Janka Nabay & The Bubu Gang

$presenter.firstNameGroupName Janka Nabay & The Bubu Gang

Janka Nabay plays Bubu. You’ve probably never heard of it - Bubu, rhythmic horn-driven processional music, is only played during Ramadan by the Temne people in rural northern and western Sierra Leone. Nabay heard the music as a child. When he began playing music as a teenager, however, he favored the popular reggae music of Bob Marley rather than his local Bubu. In the early 90s, Nabay moved to Freetown, the capital of Sierra Leone.  When the talent competition SuperSounds auditioned local musicians, Nabay signed up right away. The producers, disappointed in the Western styles they were hearing, asked Nabay if he could play Sierra Leonean music. He had prepared to sing reggae, but then the Bubu music of his childhood came to mind. Nabay recounts:

“So the guy say, “You gotta play bubu.” And I know a bubu song I’d composed, but I haven’t rehearsed it or anything. And I start singing this song, drumming on my legs—and the people, they say, “Stop! We want you! You are the guy!” And the whole office is shouting and feeling happy. Saying I’m the guy they want. I couldn’t even believe it.”

Nabay recorded an album, transforming Bubu by adding modern dance instrumentation and socially conscious lyrics. He took the music from rural religious processions to the urban club, gaining national fame. Nabay’s lyrics commented on the societal problems caused by the ongoing civil war in Sierra Leone.

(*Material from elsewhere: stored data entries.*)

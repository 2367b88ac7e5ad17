// Storage key codec: the documented scenarios and the round-trip property

use imagehub::image_optimizer::{OutputFormat, ProcessingParameters};
use imagehub::keys::{derive_output_key, KeyCodec, KeyDecode, KeyParseDegraded};
use rstest::rstest;

fn parsed(decode: KeyDecode) -> ProcessingParameters {
    match decode {
        KeyDecode::Parsed(params) => params,
        other => panic!("expected Parsed, got {:?}", other),
    }
}

// Test: watermark text survives the key untouched
#[test]
fn test_key_with_watermark_decodes_all_fields() {
    let params = parsed(
        KeyCodec::default().decode("uploads/1699889234_800x600_85_jpeg_ImageHub_photo.jpg"),
    );
    assert_eq!(
        params,
        ProcessingParameters::new(800, 600, 85, OutputFormat::Jpeg).with_watermark("ImageHub")
    );
}

// Test: a key without parameters processes with the defaults
#[test]
fn test_unparameterized_key_uses_defaults() {
    let decode = KeyCodec::default().decode("invalid_key.jpg");
    assert!(decode.is_degraded());
    assert_eq!(decode.parameters(), Some(&ProcessingParameters::default()));
    assert!(matches!(
        decode,
        KeyDecode::Defaulted {
            reason: KeyParseDegraded::TooFewFields { found: 2 },
            ..
        }
    ));
}

#[test]
fn test_output_key_strips_parameters() {
    assert_eq!(
        derive_output_key(
            "uploads/1699889234_800x600_85_jpeg_none_test.jpg",
            OutputFormat::Jpeg
        ),
        "processed/test.jpeg"
    );
}

#[rstest]
#[case("uploads/1_800x600_85_webp_none_a_b_c.png", OutputFormat::WebP, "processed/a_b_c.webp")]
#[case("uploads/1_800x600_85_png_none_archive.tar.gz", OutputFormat::Png, "processed/archive.tar.png")]
#[case("uploads/1_800x600_85_png_none_noext", OutputFormat::Png, "processed/noext.png")]
#[case("invalid_key.jpg", OutputFormat::Jpeg, "processed/invalid_key.jpeg")]
fn test_output_key_variants(
    #[case] key: &str,
    #[case] format: OutputFormat,
    #[case] expected: &str,
) {
    assert_eq!(derive_output_key(key, format), expected);
}

#[rstest]
#[case("uploads/1_800y600_85_jpeg_none_a.jpg")]
#[case("uploads/1_800x600_high_jpeg_none_a.jpg")]
#[case("uploads/1_0x600_85_jpeg_none_a.jpg")]
#[case("uploads/1_800x4001_85_jpeg_none_a.jpg")]
#[case("uploads/1_800x600_101_jpeg_none_a.jpg")]
#[case("uploads/1_800x600_85_jpeg_%FF_a.jpg")]
fn test_malformed_keys_degrade_to_defaults(#[case] key: &str) {
    let decode = KeyCodec::default().decode(key);
    assert!(decode.is_degraded(), "{} should degrade", key);
    assert_eq!(decode.parameters(), Some(&ProcessingParameters::default()));
}

#[test]
fn test_unknown_format_is_not_degraded() {
    let decode = KeyCodec::default().decode("uploads/1_800x600_85_tiff_none_a.jpg");
    assert_eq!(
        decode,
        KeyDecode::UnsupportedFormat {
            token: "tiff".to_string()
        }
    );
    assert_eq!(decode.parameters(), None);
}

#[test]
fn test_custom_defaults_apply_to_degraded_keys() {
    let defaults = ProcessingParameters::new(320, 240, 60, OutputFormat::WebP).with_watermark("x");
    let codec = KeyCodec::new(defaults);

    let decode = codec.decode("photo.jpg");
    let params = decode.parameters().unwrap();
    assert_eq!((params.width, params.height, params.quality), (320, 240, 60));
    assert_eq!(params.watermark, None);
}

// Test: encode then decode yields the same parameters for awkward watermarks
#[rstest]
#[case(None)]
#[case(Some(""))]
#[case(Some("none"))]
#[case(Some("a_b_c"))]
#[case(Some("50% off / today"))]
#[case(Some("plus+sign"))]
#[case(Some("日本語 ✓"))]
fn test_round_trip(#[case] watermark: Option<&str>) {
    let codec = KeyCodec::default();
    let mut params = ProcessingParameters::new(1920, 1080, 92, OutputFormat::WebP);
    params.watermark = watermark.map(str::to_string);

    let key = codec.encode_at("My Photo.png", &params, 1700000000);
    assert!(key.starts_with("uploads/1700000000_1920x1080_92_webp_"));
    assert!(key.ends_with("_My_Photo.png"));
    assert_eq!(parsed(codec.decode(&key)), params);
}

#[test]
fn test_degraded_reason_is_readable() {
    let reason = KeyParseDegraded::OutOfRange {
        field: "quality",
        value: 101,
    };
    assert_eq!(reason.to_string(), "quality 101 is out of range");
}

Between 1991 and 2003, 50,000 people  were killed. Troops rebelling against the government co-opted Nabay’s music to lure people out of hiding for capture. Nabay responded with an anti-war tape titled “Sabanoh”, meaning “We Own This Land”, which made him some enemies. “I ahd to make a record to warn [the rebels] to stop. And they hate me right now,” said Nabay. “They forced me to move out of the country.” One of 2.5 million displaced from Sierra Leone, Nabay found refuge in the United States.

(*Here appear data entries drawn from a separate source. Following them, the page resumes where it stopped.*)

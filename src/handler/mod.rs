//! Object-created handler
//!
//! [`ProcessingService`] owns the collaborators a run needs (blob store,
//! pipeline, output settings). For each uploaded object it fetches the source
//! bytes, runs the pipeline off the async runtime, stores the artifact in the
//! processed bucket and reports the outcome.

use bytes::Bytes;
use serde::{Deserialize, Serialize};
use serde_json::json;
use std::sync::Arc;
use std::time::Instant;
use tracing::{error, info, warn};
use uuid::Uuid;

use crate::error::{ProcessingError, ServiceError};
use crate::history::{HistoryError, HistoryRecord, HistoryStore};
use crate::image_optimizer::ProcessingParameters;
use crate::pipeline::Pipeline;
use crate::storage::BlobStore;

/// Object-created notification, `{"Records":[{"s3":{...}}]}`
#[derive(Debug, Clone, PartialEq, Eq, Serialize, Deserialize)]
pub struct ObjectCreatedEvent {
    #[serde(rename = "Records", default)]
    pub records: Vec<EventRecord>,
}

#[derive(Debug, Clone, PartialEq, Eq, Serialize, Deserialize)]
pub struct EventRecord {
    pub s3: S3Entity,
}

#[derive(Debug, Clone, PartialEq, Eq, Serialize, Deserialize)]
pub struct S3Entity {
    pub bucket: BucketEntity,
    pub object: ObjectEntity,
}

#[derive(Debug, Clone, PartialEq, Eq, Serialize, Deserialize)]
pub struct BucketEntity {
    pub name: String,
}

#[derive(Debug, Clone, PartialEq, Eq, Serialize, Deserialize)]
pub struct ObjectEntity {
    pub key: String,
}

impl ObjectCreatedEvent {
    /// Build a single-record event, URL-encoding the key the way S3 does.
    pub fn for_object(bucket: &str, key: &str) -> Self {
        let encoded = urlencoding::encode(key).replace("%20", "+").replace("%2F", "/");
        Self {
            records: vec![EventRecord {
                s3: S3Entity {
                    bucket: BucketEntity {
                        name: bucket.to_string(),
                    },
                    object: ObjectEntity { key: encoded },
                },
            }],
        }
    }

    /// Bucket and decoded key of the first record. Further records are ignored.
    pub fn first_object(&self) -> Result<(String, String), ServiceError> {
        let record = self
            .records
            .first()
            .ok_or_else(|| ServiceError::InvalidEvent("event has no records".to_string()))?;

        if record.s3.bucket.name.is_empty() {
            return Err(ServiceError::InvalidEvent("bucket name is empty".to_string()));
        }

        let key = decode_object_key(&record.s3.object.key)?;
        if key.is_empty() {
            return Err(ServiceError::InvalidEvent("object key is empty".to_string()));
        }

        Ok((record.s3.bucket.name.clone(), key))
    }
}

/// Undo the form encoding S3 applies to keys in notifications.
pub fn decode_object_key(raw: &str) -> Result<String, ServiceError> {
    let spaced = raw.replace('+', " ");
    urlencoding::decode(&spaced)
        .map(|key| key.into_owned())
        .map_err(|e| ServiceError::InvalidEvent(format!("object key is not valid UTF-8: {}", e)))
}

/// Outcome of one successful run
#[derive(Debug, Clone, PartialEq, Eq, Serialize)]
pub struct ProcessingReport {
    pub run_id: String,
    pub source_bucket: String,
    pub source_key: String,
    pub processed_bucket: String,
    pub output_key: String,
    pub processed_url: String,
    pub content_type: String,
    pub metadata: ProcessingParameters,
    pub key_degraded: bool,
    pub original_size: (u32, u32),
    pub output_size: (u32, u32),
    pub bytes: usize,
}

/// `{statusCode, body}` where body is a JSON document rendered as a string
#[derive(Debug, Clone, PartialEq, Eq, Serialize, Deserialize)]
#[serde(rename_all = "camelCase")]
pub struct HandlerResponse {
    pub status_code: u16,
    pub body: String,
}

impl HandlerResponse {
    pub fn success(report: &ProcessingReport) -> Self {
        Self {
            status_code: 200,
            body: json!({
                "message": "Image processed successfully",
                "processed_url": report.processed_url,
                "output_key": report.output_key,
                "metadata": report.metadata,
            })
            .to_string(),
        }
    }

    pub fn failure(err: &ServiceError) -> Self {
        Self {
            status_code: err.status(),
            body: json!({
                "message": "Error processing image",
                "error": err.to_string(),
                "status": err.kind(),
            })
            .to_string(),
        }
    }

    pub fn is_success(&self) -> bool {
        self.status_code == 200
    }

    /// Parsed body; `Value::Null` if it is not JSON.
    pub fn body_json(&self) -> serde_json::Value {
        serde_json::from_str(&self.body).unwrap_or(serde_json::Value::Null)
    }
}

pub struct ProcessingService {
    store: Arc<dyn BlobStore>,
    pipeline: Pipeline,
    processed_bucket: String,
    cache_control: Option<String>,
}

impl ProcessingService {
    pub fn new(
        store: Arc<dyn BlobStore>,
        pipeline: Pipeline,
        processed_bucket: impl Into<String>,
        cache_control: Option<String>,
    ) -> Self {
        Self {
            store,
            pipeline,
            processed_bucket: processed_bucket.into(),
            cache_control,
        }
    }

    pub fn store(&self) -> &Arc<dyn BlobStore> {
        &self.store
    }

    pub fn pipeline(&self) -> &Pipeline {
        &self.pipeline
    }

    pub fn processed_bucket(&self) -> &str {
        &self.processed_bucket
    }

    /// Public URL of a processed object.
    pub fn processed_url(&self, output_key: &str) -> String {
        format!(
            "https://{}.s3.amazonaws.com/{}",
            self.processed_bucket, output_key
        )
    }

    /// Fetch, process and store one uploaded object.
    pub async fn process_object(
        &self,
        bucket: &str,
        key: &str,
    ) -> Result<ProcessingReport, ServiceError> {
        let run_id = Uuid::new_v4().to_string();
        let started = Instant::now();
        info!(
            run_id = %run_id,
            bucket = %bucket,
            key = %key,
            backend = self.store.backend_name(),
            "Processing image"
        );

        let source = self.store.fetch(bucket, key).await?;

        let pipeline = self.pipeline.clone();
        let source_key = key.to_string();
        let artifact = tokio::task::spawn_blocking(move || pipeline.run(&source_key, &source))
            .await
            .map_err(|e| ProcessingError::Transform(format!("pipeline task failed: {}", e)))??;

        if artifact.key_degraded {
            warn!(run_id = %run_id, key = %key, "Processed with default parameters");
        }

        let size = artifact.bytes.len();
        self.store
            .store(
                &self.processed_bucket,
                &artifact.output_key,
                Bytes::from(artifact.bytes),
                artifact.content_type,
                self.cache_control.as_deref(),
            )
            .await?;

        let report = ProcessingReport {
            processed_url: self.processed_url(&artifact.output_key),
            run_id,
            source_bucket: bucket.to_string(),
            source_key: key.to_string(),
            processed_bucket: self.processed_bucket.clone(),
            output_key: artifact.output_key,
            content_type: artifact.content_type.to_string(),
            metadata: artifact.params,
            key_degraded: artifact.key_degraded,
            original_size: artifact.original_size,
            output_size: artifact.output_size,
            bytes: size,
        };

        info!(
            run_id = %report.run_id,
            output_key = %report.output_key,
            width = report.output_size.0,
            height = report.output_size.1,
            bytes = report.bytes,
            elapsed_ms = started.elapsed().as_millis() as u64,
            "Image processed"
        );
        Ok(report)
    }

    /// Handle a parsed object-created event.
    pub async fn handle(&self, event: &ObjectCreatedEvent) -> HandlerResponse {
        let result = match event.first_object() {
            Ok((bucket, key)) => self.process_object(&bucket, &key).await,
            Err(e) => Err(e),
        };

        match result {
            Ok(report) => HandlerResponse::success(&report),
            Err(err) => {
                error!(error = %err, kind = err.kind(), "Error processing image");
                HandlerResponse::failure(&err)
            }
        }
    }

    /// Handle a raw JSON event.
    pub async fn handle_event(&self, event: &serde_json::Value) -> HandlerResponse {
        match ObjectCreatedEvent::deserialize(event) {
            Ok(parsed) => self.handle(&parsed).await,
            Err(e) => {
                let err = ServiceError::InvalidEvent(e.to_string());
                error!(error = %err, kind = err.kind(), "Rejected event");
                HandlerResponse::failure(&err)
            }
        }
    }
}

/// Append a history record for a finished run.
pub async fn record_history(
    history: &dyn HistoryStore,
    user_id: &str,
    report: &ProcessingReport,
    retention: chrono::Duration,
) -> Result<HistoryRecord, HistoryError> {
    let record = HistoryRecord::new(
        user_id,
        Some(&report.source_key),
        &report.output_key,
        report.metadata.clone(),
        chrono::Utc::now(),
        retention,
    )?;
    history.append(record.clone()).await?;
    Ok(record)
}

With refuge came obscurity. Nabay worked in fast food restaurants while trying to record music independently. He sought assistance from his fellow expatriates, but Nabay’s patron saint arrived in the form of Wills Glasspiegel, public radio producer. Impressed by a CD-R, Glasspiegel connected Nabay to record labels and the Brooklyn indie scene. Signed to David Byrne’s Luaka Bop, the new Bubu Gang includes members of the bands Chairlift and Skeletons, as well as Boshra AlSaadi on backup vocals. Janka Nabay continues to make vibrant Bubu, which in his own words is “humanitarian music … about peace and empowerment of women.” It is a beat that, while remaining distinctly Sierra Leonean, the whole world can dance to.